Faces of Michigan
Name: Yazhuo (Grace) Liu
Year: Class of 2008
Major: Cellular and Molecular Biology/Honors
Home: Michigan
Wallenberg Fellow Yazhuo (Grace) Liu Steps into Different World.
Grace Liu stepped into a different world, one of the poorest cities in Peru, as a Raoul Wallenberg International Summer (2007) Travel Fellow. She witnessed medical surgeries, monitored the construction of lodging for pregnant women awaiting birth, and taught English to children and health care providers. "It was eye-opening for me," she said. "I was able to observe surgeries. That was something I never would have been able to do in the U.S." Liu aspires to become a physician.
Liu was one of four U-M students who received a Raoul Wallenberg International Summer Travel Fellowship in 2007, part of the Wallenberg Endowment, to fund travel abroad for community service projects. Awards ranged from $2,250 to $5,000.
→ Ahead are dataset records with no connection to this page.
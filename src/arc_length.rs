//! Redistribution of points along a polyline so that consecutive points are
//! equally far apart when measured along the polyline (not along the curve parameter).
//!
//! The polyline is walked once from its start. Each breakpoint consumes
//! `total_length / count` of arc length, either ending inside a segment
//! (the point is interpolated) or within `tolerance` of a segment's end
//! (the point snaps onto that vertex). Whatever a snap over- or undershoots
//! is carried into the next step, so every breakpoint `k` is aimed at arc length
//! `k * step` and snapping errors never add up.

use alloc::vec::Vec;
use core::cmp::Ordering;
use core::fmt::Debug;

use log::{debug, trace, warn};

use super::*;

/// Splits polylines into a fixed number of pieces of equal arc length.
///
/// Parameters are validated once in `new()`, the segmenter can then be applied
/// to any number of polylines.
#[derive(Copy, Clone, Debug, PartialEq)]
pub struct ArcLengthSegmenter<S> {
    count: usize,
    tolerance: S,
}

impl<S> ArcLengthSegmenter<S>
where
    S: Float + Debug,
{
    /// `count` is the number of pieces (the output has `count + 1` points),
    /// `tolerance` the arc length slack within which a breakpoint snaps onto a vertex.
    pub fn new(count: usize, tolerance: S) -> Result<Self, ResampleError> {
        if count < 1 {
            return Err(ResampleError::InvalidSegmentCount);
        }
        if !tolerance.is_finite() || tolerance <= S::zero() {
            return Err(ResampleError::InvalidTolerance);
        }
        Ok(ArcLengthSegmenter { count, tolerance })
    }

    pub fn count(&self) -> usize {
        self.count
    }

    pub fn tolerance(&self) -> S {
        self.tolerance
    }

    /// Returns `count + 1` points on `polyline`, starting at its first and ending at its last point,
    /// with consecutive points `total_length / count` apart along the polyline.
    pub fn segment<P>(&self, polyline: &Polyline<P>) -> Result<Vec<P>, ResampleError>
    where
        P: Point<Scalar = S>,
    {
        let eps = self.tolerance;
        let total = polyline.total_length();
        let limit = eps * count_to_scalar(self.count);
        // also rejects NaN lengths
        if total.partial_cmp(&limit) != Some(Ordering::Greater) {
            return Err(ResampleError::DegenerateCurve);
        }
        let step = total / count_to_scalar(self.count);
        debug!(
            "segmenting {} polyline segments of total length {:?} into {} steps of {:?}",
            polyline.len(),
            total,
            self.count,
            step
        );

        let mut cursor = polyline.first_point();
        let mut index = 0;
        let mut carry = S::zero();
        let mut breakpoints = alloc::vec![cursor; self.count + 1];

        for (breakpoint, slot) in breakpoints.iter_mut().enumerate().skip(1) {
            let is_last = breakpoint == self.count;
            let target = step - carry;

            // local run from the cursor to the end of the segment it sits on
            let mut segment = polyline
                .get(index)
                .ok_or_else(|| overrun(breakpoint, polyline.len()))?;
            let mut acc = segment.end.distance(cursor);

            // the last breakpoint also swallows trailing segments shorter than the tolerance
            while target - acc > eps || (is_last && index + 1 < polyline.len()) {
                index += 1;
                segment = polyline
                    .get(index)
                    .ok_or_else(|| overrun(breakpoint, polyline.len()))?;
                acc = acc + segment.length;
            }

            let overshoot = acc - target;
            if overshoot > eps {
                // walk back from the segment end towards its start by the overshoot
                let t = overshoot / segment.length;
                cursor = segment.start * t + segment.end * (S::one() - t);
                carry = S::zero();
                trace!("breakpoint {} inside segment {} at t = {:?}", breakpoint, index, S::one() - t);
            } else {
                cursor = segment.end;
                carry = overshoot;
                trace!("breakpoint {} snapped to the end of segment {}", breakpoint, index);
                index += 1;
            }
            *slot = cursor;
        }

        Ok(breakpoints)
    }
}

fn overrun(breakpoint: usize, segments: usize) -> ResampleError {
    warn!(
        "arc length walk ran out of segments at breakpoint {} ({} segments)",
        breakpoint, segments
    );
    ResampleError::ArcLengthOverrun {
        breakpoint,
        segments,
    }
}

/// Splits `polyline` into `count` pieces of equal arc length and returns the `count + 1` breakpoints.
/// Shortcut for `ArcLengthSegmenter::new(count, tolerance)?.segment(polyline)`.
pub fn segment<P>(
    polyline: &Polyline<P>,
    count: usize,
    tolerance: P::Scalar,
) -> Result<Vec<P>, ResampleError>
where
    P: Point,
{
    ArcLengthSegmenter::new(count, tolerance)?.segment(polyline)
}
U-M alumnus Raoul Wallenberg, the Swedish diplomat who rescued more than 70,000 Hungarian Jews from the Holocaust, received his B.A. in architecture from the University in 1935.
Liu spent five weeks working with Project Suyana, a U-M student-led organization focusing on women's health in Puno, Peru. Puno has one of the highest infant and mother mortality rates in the country. The main focus of Project Suyana, founded 2005, is construction of the Stay House, a place where pregnant, rural women can stay for two weeks before their due-dates. Many of these rural women cannot travel long distances once they've gone into labor, yet lack the financial resources to pay for lodging in the city before giving birth. Liu also made hospital rounds, spent time in the Intensive Care Unit (where there was only one doctor and three beds), and saw first hand the shortage of such staples as hospital scrubs and painkillers.
Liu was one of 13 U-M students who traveled to Puno for Project Suyana this summer. In addition to daily duties, there was another benefit, Liu said. "It was amazing how much the community and especially the kids appreciated us, that we were paying attention to them. I think our presence gave the kids hope."
The Ginsberg Center organized the selection process. The students were recognized at the annual presentation of the Wallenberg Medal on Oct. 11.
The other students who received 2007 summer travel Wallenberg fellowships were:
- Stephanie Curtis, who worked with a community hospital in the small mountain city of La Esperanza, Honduras.
- Swapnaa Jayaraman, who received the Isabel Bagramian Summer Travel Award for work with Pudiyador, a non-profit organization that improves the lives of children living in poverty in Chennai, India.
- Ashlea Surles, who worked with Operation Crossroads Africa.